*WHAT YOU SHOULD DO:*
Wherever "relocate" turns up in the entries, copy out the line that holds it.

*DATA FOR THIS EXERCISE:*
use std::collections::BTreeSet;

use shakmaty::Color;
use thiserror::Error;

use super::definition::{BoardSnapshot, PredicateError, StepDefinition, StepSetup};
use crate::board::{Game, Piece, Placement, PlayedMove, PositionError, Square, sandbox_destinations};

#[derive(Debug, Error, Clone, PartialEq, Eq)]
#[non_exhaustive]
pub enum StepError {
    #[error("an exercise needs at least one step")]
    Empty,
    #[error("step {index} is out of range (exercise has {total} steps)")]
    OutOfRange { index: usize, total: usize },
    #[error("exercise already finished")]
    Finished,
    #[error(transparent)]
    Position(#[from] PositionError),
}

/// How the board of an exercise reacts to drags.
#[derive(Clone, Copy, Debug, PartialEq, Eq)]
pub enum BoardMode {
    /// Moves checked by the rules engine. With `solo` set, that side keeps
    /// the move after every turn.
    Play { solo: Option<Color> },
    /// Free movement of lone pieces by movement geometry.
    Sandbox,
    /// Free placement from a spare-piece tray.
    Setup,
}

/// What the board accepts right now.
#[derive(Clone, Copy, Debug, PartialEq, Eq)]
pub enum Interaction {
    Play,
    Sandbox,
    Setup,
    Locked,
}

#[derive(Debug, Clone, PartialEq, Eq)]
pub enum Verification {
    Completed { step: usize },
    AlreadyComplete,
    /// The board moved toward the target but is not there yet.
    Partial { remaining: Vec<&'static str> },
    Incomplete,
    Inconclusive(PredicateError),
}

impl Verification {
    #[must_use]
    pub fn is_success(&self) -> bool {
        matches!(self, Verification::Completed { .. } | Verification::AlreadyComplete)
    }
}

#[derive(Debug, Clone, PartialEq, Eq)]
pub enum DropOutcome {
    /// The piece snaps back to where it came from.
    Rejected,
    Accepted {
        played: Option<PlayedMove>,
        verification: Verification,
    },
    /// Legal move that does not solve the step; it was taken back.
    Undone { attempted: PlayedMove },
}

#[derive(Debug, Clone, Copy, PartialEq, Eq)]
pub enum Advance {
    Moved(usize),
    /// Current step is not complete yet.
    Blocked,
    /// Past the last step. Returned once per sequence.
    Finished,
    AlreadyFinished,
}

#[derive(Debug, Clone, Copy, PartialEq, Eq)]
pub struct StepProgress {
    pub completed: usize,
    pub total: usize,
}

impl StepProgress {
    #[must_use]
    pub fn percent(&self) -> u32 {
        if self.total == 0 {
            return 0;
        }
        u32::try_from(self.completed * 100 / self.total).unwrap_or(100)
    }
}

#[derive(Clone, Debug)]
enum BoardState {
    Play(Game),
    Free(Placement),
}

impl BoardState {
    fn placement(&self) -> Placement {
        match self {
            BoardState::Play(game) => game.placement(),
            BoardState::Free(placement) => placement.clone(),
        }
    }
}

/// Step controller for one guided exercise: current step, completed set
/// and the live board.
#[derive(Clone, Debug)]
pub struct GuidedSequence {
    steps: Vec<StepDefinition>,
    mode: BoardMode,
    current: usize,
    completed: BTreeSet<usize>,
    board: BoardState,
    start: Placement,
    last_move: Option<PlayedMove>,
    finished: bool,
}

impl GuidedSequence {
    /// Opens the first step.
    ///
    /// # Errors
    ///
    /// `StepError::Empty` without steps, `StepError::Position` when the first
    /// step's position does not parse.
    pub fn new(steps: Vec<StepDefinition>, mode: BoardMode) -> Result<Self, StepError> {
        let first = steps.first().ok_or(StepError::Empty)?;
        let board = load_board(mode, first.setup.reset_position())?;
        let mut sequence = Self {
            start: board.placement(),
            steps,
            mode,
            current: 0,
            completed: BTreeSet::new(),
            board,
            last_move: None,
            finished: false,
        };
        sequence.go_to_step(0)?;
        Ok(sequence)
    }

    #[must_use]
    pub fn steps(&self) -> &[StepDefinition] {
        &self.steps
    }

    #[must_use]
    pub fn total(&self) -> usize {
        self.steps.len()
    }

    #[must_use]
    pub fn current_index(&self) -> usize {
        self.current
    }

    #[must_use]
    pub fn current_step(&self) -> &StepDefinition {
        &self.steps[self.current]
    }

    #[must_use]
    pub fn mode(&self) -> BoardMode {
        self.mode
    }

    #[must_use]
    pub fn is_completed(&self, index: usize) -> bool {
        self.completed.contains(&index)
    }

    #[must_use]
    pub fn is_finished(&self) -> bool {
        self.finished
    }

    #[must_use]
    pub fn progress(&self) -> StepProgress {
        StepProgress {
            completed: self.completed.len(),
            total: self.steps.len(),
        }
    }

    #[must_use]
    pub fn next_enabled(&self) -> bool {
        !self.finished && self.is_completed(self.current)
    }

    #[must_use]
    pub fn placement(&self) -> Placement {
        self.board.placement()
    }

    #[must_use]
    pub fn last_move(&self) -> Option<&PlayedMove> {
        self.last_move.as_ref()
    }

    #[must_use]
    pub fn hint(&self) -> Option<&'static str> {
        self.current_step().hint
    }

    #[must_use]
    pub fn interaction(&self) -> Interaction {
        let step = self.current_step();
        if self.finished
            || step.is_observational()
            || (step.check.judges_moves() && self.is_completed(self.current))
        {
            return Interaction::Locked;
        }
        match self.mode {
            BoardMode::Play { .. } => Interaction::Play,
            BoardMode::Sandbox => Interaction::Sandbox,
            BoardMode::Setup => Interaction::Setup,
        }
    }

    /// Loads step `index`, resetting the board to its setup and clearing the
    /// last move. Completion state of the step is kept.
    ///
    /// # Errors
    ///
    /// `StepError::OutOfRange` for an unknown index, `StepError::Finished`
    /// once the exercise is over.
    pub fn go_to_step(&mut self, index: usize) -> Result<&StepDefinition, StepError> {
        if self.finished {
            return Err(StepError::Finished);
        }
        let step = self.steps.get(index).ok_or(StepError::OutOfRange {
            index,
            total: self.steps.len(),
        })?;
        if let StepSetup::Position(fen) = step.setup {
            self.board = load_board(self.mode, fen)?;
        }
        self.start = self.board.placement();
        self.current = index;
        self.last_move = None;
        Ok(&self.steps[index])
    }

    /// # Errors
    ///
    /// Propagates `go_to_step` errors for the next step.
    pub fn go_to_next(&mut self) -> Result<Advance, StepError> {
        if self.finished {
            return Ok(Advance::AlreadyFinished);
        }
        if !self.is_completed(self.current) {
            return Ok(Advance::Blocked);
        }
        let next = self.current + 1;
        if next < self.steps.len() {
            self.go_to_step(next)?;
            Ok(Advance::Moved(next))
        } else {
            self.finished = true;
            Ok(Advance::Finished)
        }
    }

    /// Returns the index opened, or `None` on the first step.
    ///
    /// # Errors
    ///
    /// Propagates `go_to_step` errors.
    pub fn go_to_previous(&mut self) -> Result<Option<usize>, StepError> {
        let Some(previous) = self.current.checked_sub(1) else {
            return Ok(None);
        };
        self.go_to_step(previous)?;
        Ok(Some(previous))
    }

    /// Puts the current step's position back on the board.
    ///
    /// # Errors
    ///
    /// `StepError::Finished` after completion, `StepError::Position` for a
    /// malformed reset position.
    pub fn reset_board(&mut self) -> Result<(), StepError> {
        if self.finished {
            return Err(StepError::Finished);
        }
        let fen = self.current_step().setup.reset_position();
        self.board = load_board(self.mode, fen)?;
        self.start = self.board.placement();
        self.last_move = None;
        Ok(())
    }

    #[must_use]
    pub fn legal_destinations(&self, from: Square) -> Vec<Square> {
        match (self.interaction(), &self.board) {
            (Interaction::Play, BoardState::Play(game)) => game.legal_destinations(from),
            (Interaction::Sandbox, BoardState::Free(placement)) => {
                sandbox_destinations(placement, from)
            }
            _ => Vec::new(),
        }
    }

    /// Re-evaluates the current step against the live board.
    pub fn verify_current(&mut self) -> Verification {
        if self.is_completed(self.current) {
            return Verification::AlreadyComplete;
        }
        let placement = self.board.placement();
        let step = &self.steps[self.current];
        let snapshot = BoardSnapshot {
            placement: &placement,
            last_move: self.last_move.as_ref(),
        };
        match step.check.evaluate(&snapshot) {
            Ok(true) => {
                self.completed.insert(self.current);
                Verification::Completed { step: self.current }
            }
            Ok(false) if step.check.compares_layout() && placement != self.start => {
                Verification::Partial {
                    remaining: step.remaining_tasks(),
                }
            }
            Ok(false) => Verification::Incomplete,
            Err(err) => Verification::Inconclusive(err),
        }
    }

    /// Handles a drag from `from` to `to`.
    pub fn drop_piece(&mut self, from: Square, to: Square) -> DropOutcome {
        if from == to {
            return DropOutcome::Rejected;
        }
        match (self.interaction(), &mut self.board) {
            (Interaction::Play, BoardState::Play(game)) => {
                let before = game.clone();
                let Some(played) = game.try_move(from, to) else {
                    return DropOutcome::Rejected;
                };
                self.last_move = Some(played.clone());
                let verification = self.verify_current();
                let judges_moves = self.current_step().check.judges_moves();
                if judges_moves && matches!(verification, Verification::Incomplete) {
                    self.board = BoardState::Play(before);
                    self.last_move = None;
                    return DropOutcome::Undone { attempted: played };
                }
                DropOutcome::Accepted {
                    played: Some(played),
                    verification,
                }
            }
            (Interaction::Sandbox, BoardState::Free(placement)) => {
                if !sandbox_destinations(placement, from).contains(&to) {
                    return DropOutcome::Rejected;
                }
                let Some(piece) = placement.relocate(from, to) else {
                    return DropOutcome::Rejected;
                };
                let played = PlayedMove {
                    from,
                    to,
                    san: sandbox_label(piece, to),
                };
                self.last_move = Some(played.clone());
                DropOutcome::Accepted {
                    played: Some(played),
                    verification: self.verify_current(),
                }
            }
            (Interaction::Setup, BoardState::Free(placement)) => {
                if placement.relocate(from, to).is_none() {
                    return DropOutcome::Rejected;
                }
                DropOutcome::Accepted {
                    played: None,
                    verification: self.verify_current(),
                }
            }
            _ => DropOutcome::Rejected,
        }
    }

    /// Drops a spare piece from the tray. Setup boards only.
    pub fn place_piece(&mut self, square: Square, piece: Piece) -> DropOutcome {
        match (self.interaction(), &mut self.board) {
            (Interaction::Setup, BoardState::Free(placement)) => {
                placement.place(square, piece);
                DropOutcome::Accepted {
                    played: None,
                    verification: self.verify_current(),
                }
            }
            _ => DropOutcome::Rejected,
        }
    }

    /// Drags a piece off the board. Setup boards only.
    pub fn remove_piece(&mut self, square: Square) -> DropOutcome {
        match (self.interaction(), &mut self.board) {
            (Interaction::Setup, BoardState::Free(placement)) => {
                if placement.remove(square).is_none() {
                    return DropOutcome::Rejected;
                }
                DropOutcome::Accepted {
                    played: None,
                    verification: self.verify_current(),
                }
            }
            _ => DropOutcome::Rejected,
        }
    }
}

fn load_board(mode: BoardMode, fen: &str) -> Result<BoardState, PositionError> {
    match mode {
        BoardMode::Play { solo } => Ok(BoardState::Play(Game::from_fen(fen)?.with_solo(solo))),
        BoardMode::Sandbox | BoardMode::Setup => Ok(BoardState::Free(Placement::parse(fen)?)),
    }
}

fn sandbox_label(piece: Piece, to: Square) -> String {
    match piece.role.upper_char() {
        'P' => to.to_string(),
        symbol => format!("{symbol}{to}"),
    }
}
use std::sync::Arc;

use services::{
    AchievementService, Celebrations, ExerciseCapabilities, LessonService, ProgressService,
};

pub trait UiApp: Send + Sync {
    fn lessons(&self) -> Arc<LessonService>;
    fn achievements(&self) -> Arc<AchievementService>;
    fn progress(&self) -> Arc<ProgressService>;
}

#[derive(Clone)]
pub struct AppContext {
    lessons: Arc<LessonService>,
    achievements: Arc<AchievementService>,
    progress: Arc<ProgressService>,
}

impl AppContext {
    #[must_use]
    pub fn new(app: &Arc<dyn UiApp>) -> Self {
        Self {
            lessons: app.lessons(),
            achievements: app.achievements(),
            progress: app.progress(),
        }
    }

    #[must_use]
    pub fn lessons(&self) -> Arc<LessonService> {
        Arc::clone(&self.lessons)
    }

    #[must_use]
    pub fn achievements(&self) -> Arc<AchievementService> {
        Arc::clone(&self.achievements)
    }

    #[must_use]
    pub fn progress(&self) -> Arc<ProgressService> {
        Arc::clone(&self.progress)
    }

    /// Collaborators handed to an exercise view; celebrations go to `sink`.
    #[must_use]
    pub fn exercise_capabilities(&self, sink: Arc<dyn Celebrations>) -> ExerciseCapabilities {
        ExerciseCapabilities {
            celebrations: Some(sink),
            achievements: Some(self.achievements()),
            progress: Some(self.progress()),
        }
    }
}

// This context is provided by the application composition root (e.g. `crates/app`).

/// Build an `AppContext` from a UI-facing app implementation.
#[must_use]
pub fn build_app_context(app: &Arc<dyn UiApp>) -> AppContext {
    AppContext::new(app)
}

*ANSWER TO THIS PROBLEM:*
                let Some(piece) = placement.relocate(from, to) else {
                if placement.relocate(from, to).is_none() {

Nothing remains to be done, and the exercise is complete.